The only one I bet on is myself, says maverick HSY
I have had many conversations with HSY over the years. There have been interviews revolving around a new collection that he has designed, little snippets caught while he’s been running around backstage as show director at a fashion week, conversations zeroing in on his experiences as a talk show host, and exclusive details excitedly revealed to me regarding a major awards show that he had been helming. But today, I’m talking to HSY — aka Hassan Sheheryar Yasin, aka Shero — only about his acting career.
A quick scan of these interviews, and of HSY’s 27 years in the entertainment industry, highlights how he’s perpetually been diversifying. Designing may be his self-proclaimed raison d’etre but he’s constantly ricocheted from the catwalk to the awards stage, the TV cameras, show direction and then, in the blink of an eye, swivelling right back to the catwalk.
About a year ago, when it was revealed that Shero was going to be making his acting debut, I remember thinking that it had only been inevitable. He’s lauded as Pakistani fashion’s greatest showman, spinning stories around his fashion shows, building up hype and fanfare and wrapping up with a heavy shower of confetti and applause.
His solo show Mohabbat Nama in the summer of 2018 was decked out in roses and motiya flowers, staged at the magical Wajid Ali Khan Haveli in Old Lahore. There have been other shows — dedicated to the colour red, to women of strength and to his namesake ‘Sher’ (lion). Back in 2011, he had danced with actress Reema on the Lux Style Awards stage to the title song of her directorial debut film Love Mein Gum.
Hassan Sheheryar Yasin works hard, plays hard and makes grand plans. He has always loved the spotlight, and the spotlight has loved him right back. So it was all but inevitable that he was going to end up acting someday…
He’s always loved the spotlight — and the spotlight has loved him right back. But of course he was going to end up acting.
Initially, Shero was scheduled to debut with a role in Mohib Mirza’s Ishrat Made in China but the movie’s release got stalled when the coronavirus pandemic brought cinema releases to a halt. The country’s entertainment fraternity duly shifted all of its focus towards TV and so did Shero, signing on to ARY Digital’s multi-starrer drama Pehli Si Mohabbat (PSM).
Setting aside his quintessential suits, he put on a plain shalwar kameez and a prayer cap on his head and became Akram, the hero Sheheryar Munawar’s dogmatic, volatile older brother. In lucid Urdu, he pronounced self-righteous judgments, ranted, frowned and became the villain in his brother’s budding romance with the girl next door.

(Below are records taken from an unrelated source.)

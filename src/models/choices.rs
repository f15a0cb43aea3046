//! Fixed option lists for the search form
//!
//! Each list is an ordered sequence of `(value, label)` pairs. The value is
//! what the form submits; the label is what the select shows.

use serde::Serialize;

pub const BEDROOM_CHOICES: &[(&str, &str)] = &[
    ("1", "1"),
    ("2", "2"),
    ("3", "3"),
    ("4", "4"),
    ("5", "5"),
    ("6", "6"),
    ("7", "7"),
    ("8", "8"),
    ("9", "9"),
    ("10", "10"),
];

pub const PRICE_CHOICES: &[(&str, &str)] = &[
    ("100000", "$100,000"),
    ("200000", "$200,000"),
    ("300000", "$300,000"),
    ("400000", "$400,000"),
    ("500000", "$500,000"),
    ("600000", "$600,000"),
    ("700000", "$700,000"),
    ("800000", "$800,000"),
    ("900000", "$900,000"),
    ("1000000", "$1M+"),
];

pub const STATE_CHOICES: &[(&str, &str)] = &[
    ("AK", "Alaska"),
    ("AL", "Alabama"),
    ("AR", "Arkansas"),
    ("AZ", "Arizona"),
    ("CA", "California"),
    ("CO", "Colorado"),
    ("CT", "Connecticut"),
    ("DC", "District Of Columbia"),
    ("DE", "Delaware"),
    ("FL", "Florida"),
    ("GA", "Georgia"),
    ("HI", "Hawaii"),
    ("IA", "Iowa"),
    ("ID", "Idaho"),
    ("IL", "Illinois"),
    ("IN", "Indiana"),
    ("KS", "Kansas"),
    ("KY", "Kentucky"),
    ("LA", "Louisiana"),
    ("MA", "Massachusetts"),
    ("MD", "Maryland"),
    ("ME", "Maine"),
    ("MI", "Michigan"),
    ("MN", "Minnesota"),
    ("MO", "Missouri"),
    ("MS", "Mississippi"),
    ("MT", "Montana"),
    ("NC", "North Carolina"),
    ("ND", "North Dakota"),
    ("NE", "Nebraska"),
    ("NH", "New Hampshire"),
    ("NJ", "New Jersey"),
    ("NM", "New Mexico"),
    ("NV", "Nevada"),
    ("NY", "New York"),
    ("OH", "Ohio"),
    ("OK", "Oklahoma"),
    ("OR", "Oregon"),
    ("PA", "Pennsylvania"),
    ("RI", "Rhode Island"),
    ("SC", "South Carolina"),
    ("SD", "South Dakota"),
    ("TN", "Tennessee"),
    ("TX", "Texas"),
    ("UT", "Utah"),
    ("VA", "Virginia"),
    ("VT", "Vermont"),
    ("WA", "Washington"),
    ("WI", "Wisconsin"),
    ("WV", "West Virginia"),
    ("WY", "Wyoming"),
];

/// A single select option
#[derive(Debug, Clone, PartialEq, Eq, Serialize)]
pub struct Choice {
    pub value: &'static str,
    pub label: &'static str,
}

/// All search form option lists, ready to hand to a template or serializer
#[derive(Debug, Clone, Serialize)]
pub struct SearchChoices {
    pub bedroom_choices: Vec<Choice>,
    pub price_choices: Vec<Choice>,
    pub state_choices: Vec<Choice>,
}

impl SearchChoices {
    pub fn new() -> Self {
        Self {
            bedroom_choices: to_choices(BEDROOM_CHOICES),
            price_choices: to_choices(PRICE_CHOICES),
            state_choices: to_choices(STATE_CHOICES),
        }
    }
}

impl Default for SearchChoices {
    fn default() -> Self {
        Self::new()
    }
}

fn to_choices(pairs: &[(&'static str, &'static str)]) -> Vec<Choice> {
    pairs
        .iter()
        .map(|&(value, label)| Choice { value, label })
        .collect()
}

There were avid drama watchers who enjoyed his performance, remarking at how he’d shed the glamorous image always associated with him. There were others who raised supercilious eyebrows and commented that Shero could hardly continue on with his designing career now that he had become an actor. It’s an observation that is on my mind when I begin talking to Shero, and I voice it almost immediately. After all, nothing sets the pace in an interview better than a contentious, much talked-about query.
Acting chops
“It doesn’t really matter what people are saying,” he says. “I’m enjoying myself the most than I have had throughout my career. I have never done anything half-heartedly and I’m giving my 100 percent to all that I’m doing. I’m creating the kind of designs that I love. I have a brand new, beautiful studio. I’m working alongside a charity that I really believe in. And I’m enjoying acting. I don’t believe in betting on friendships or fashion councils, but the only one that I do bet on is myself. I know that once I’m committed to anything at all, I won’t muck about and will try my absolute hardest to make it work.”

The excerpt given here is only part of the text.